THE TASK:
The lines from the first line of the entries through the line containing "fn apply_optional(field: &mut" are to be repeated exactly, with both of those lines included.

INFORMATION:
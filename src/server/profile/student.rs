use std::sync::Arc;

use axum::{
    Json,
    extract::{Query, State},
    response::IntoResponse,
};
use chrono::Utc;

use super::{ensure_profile, find_profile};
use crate::auth::AuthUser;
use crate::server::AppState;
use crate::server::dto::{CompletenessResponse, EligibilityStatusView, EmailQuery, ProfileRequest};
use crate::server::extract::JsonBody;
use crate::server::response::{ApiError, ApiResponse, StoreResultExt};
use crate::server::scope::{Access, resolve_student};
use crate::server::validation::{optional_text, required};
use crate::types::Capability;
use crate::workflow::lookup::parse_birth_date;
use crate::workflow::scoring::threshold_check;

const READ: Access = Access::Read(Capability::MANAGE_OWN_PROFILE);
const WRITE: Access = Access::Write(Capability::MANAGE_OWN_PROFILE);

/// Absent leaves the field unchanged; an empty string clears it.
fn apply_optional(field: &mut Option<String>, value: Option<String>) {
    if value.is_some() {
        *field = optional_text(value);
    }
}

pub async fn get_profile(
    auth: AuthUser,
    State(state): State<Arc<AppState>>,
    Query(query): Query<EmailQuery>,
) -> Result<impl IntoResponse, ApiError> {
    let user = resolve_student(state.store.as_ref(), &auth, query.email.as_deref(), READ)?;
    let profile = find_profile(state.store.as_ref(), &user)?;
    Ok(Json(ApiResponse::success(profile)))
}

pub async fn save_profile(
    auth: AuthUser,
    State(state): State<Arc<AppState>>,
    JsonBody(req): JsonBody<ProfileRequest>,
) -> Result<impl IntoResponse, ApiError> {
    let user = resolve_student(state.store.as_ref(), &auth, req.email.as_deref(), WRITE)?;

    let nama = required(req.nama, "nama")?;
    let nisn = required(req.nisn, "nisn")?;
    let sekolah = required(req.sekolah, "sekolah")?;

    let birth_date = match req.tanggal_lahir.as_deref().map(str::trim) {
        None => None,
        Some("") => Some(None),
        Some(raw) => Some(Some(parse_birth_date(raw).ok_or_else(|| {
            ApiError::bad_request("tanggalLahir must be a date (YYYY-MM-DD)")
        })?)),
    };

    let mut profile = ensure_profile(state.store.as_ref(), &user)?;
    profile.nama = nama;
    profile.nisn = Some(nisn);
    profile.sekolah = Some(sekolah);
    if let Some(date) = birth_date {
        profile.tanggal_lahir = date;
    }
    apply_optional(&mut profile.tempat_lahir, req.tempat_lahir);
    apply_optional(&mut profile.npsn, req.npsn);
    apply_optional(&mut profile.nama_orang_tua, req.nama_orang_tua);
    apply_optional(&mut profile.alamat, req.alamat);
    apply_optional(&mut profile.kabupaten, req.kabupaten);
    apply_optional(&mut profile.provinsi, req.provinsi);
    profile.updated_at = Utc::now();

    state
        .store
        .update_profile(&profile)
        .api_err("Failed to save student profile")?;

    Ok(Json(ApiResponse::with_message(profile, "Profile saved")))
}

pub async fn check_complete(
    auth: AuthUser,
    State(state): State<Arc<AppState>>,
    Query(query): Query<EmailQuery>,
) -> Result<impl IntoResponse, ApiError> {
    let user = resolve_student(state.store.as_ref(), &auth, query.email.as_deref(), READ)?;
    let lengkap = find_profile(state.store.as_ref(), &user)?.is_some_and(|p| p.is_complete());
    Ok(Json(CompletenessResponse { lengkap }))
}

pub async fn eligibility_status(
    auth: AuthUser,
    State(state): State<Arc<AppState>>,
    Query(query): Query<EmailQuery>,
) -> Result<impl IntoResponse, ApiError> {
    let user = resolve_student(state.store.as_ref(), &auth, query.email.as_deref(), READ)?;
    let view = find_profile(state.store.as_ref(), &user)?.map(|p| EligibilityStatusView {
        eligibility_status: p.eligibility_status,
    });
    Ok(Json(ApiResponse::success(view)))
}

/// Informational threshold check over the mandatory subjects.
pub async fn eligibility_check(
    auth: AuthUser,
    State(state): State<Arc<AppState>>,
    Query(query): Query<EmailQuery>,
) -> Result<impl IntoResponse, ApiError> {
    let user = resolve_student(state.store.as_ref(), &auth, query.email.as_deref(), READ)?;
    let grades = match find_profile(state.store.as_ref(), &user)? {
        Some(profile) => state
            .store
            .list_grades(profile.id)
            .api_err("Failed to list grades")?,
        None => Vec::new(),
    };
    Ok(Json(threshold_check(&grades)))
}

SOLUTION BELOW:
filename src/server/profile/student.rs
use std::sync::Arc;

use axum::{
    Json,
    extract::{Query, State},
    response::IntoResponse,
};
use chrono::Utc;

use super::{ensure_profile, find_profile};
use crate::auth::AuthUser;
use crate::server::AppState;
use crate::server::dto::{CompletenessResponse, EligibilityStatusView, EmailQuery, ProfileRequest};
use crate::server::extract::JsonBody;
use crate::server::response::{ApiError, ApiResponse, StoreResultExt};
use crate::server::scope::{Access, resolve_student};
use crate::server::validation::{optional_text, required};
use crate::types::Capability;
use crate::workflow::lookup::parse_birth_date;
use crate::workflow::scoring::threshold_check;

const READ: Access = Access::Read(Capability::MANAGE_OWN_PROFILE);
const WRITE: Access = Access::Write(Capability::MANAGE_OWN_PROFILE);

/// Absent leaves the field unchanged; an empty string clears it.
fn apply_optional(field: &mut Option<String>, value: Option<String>) {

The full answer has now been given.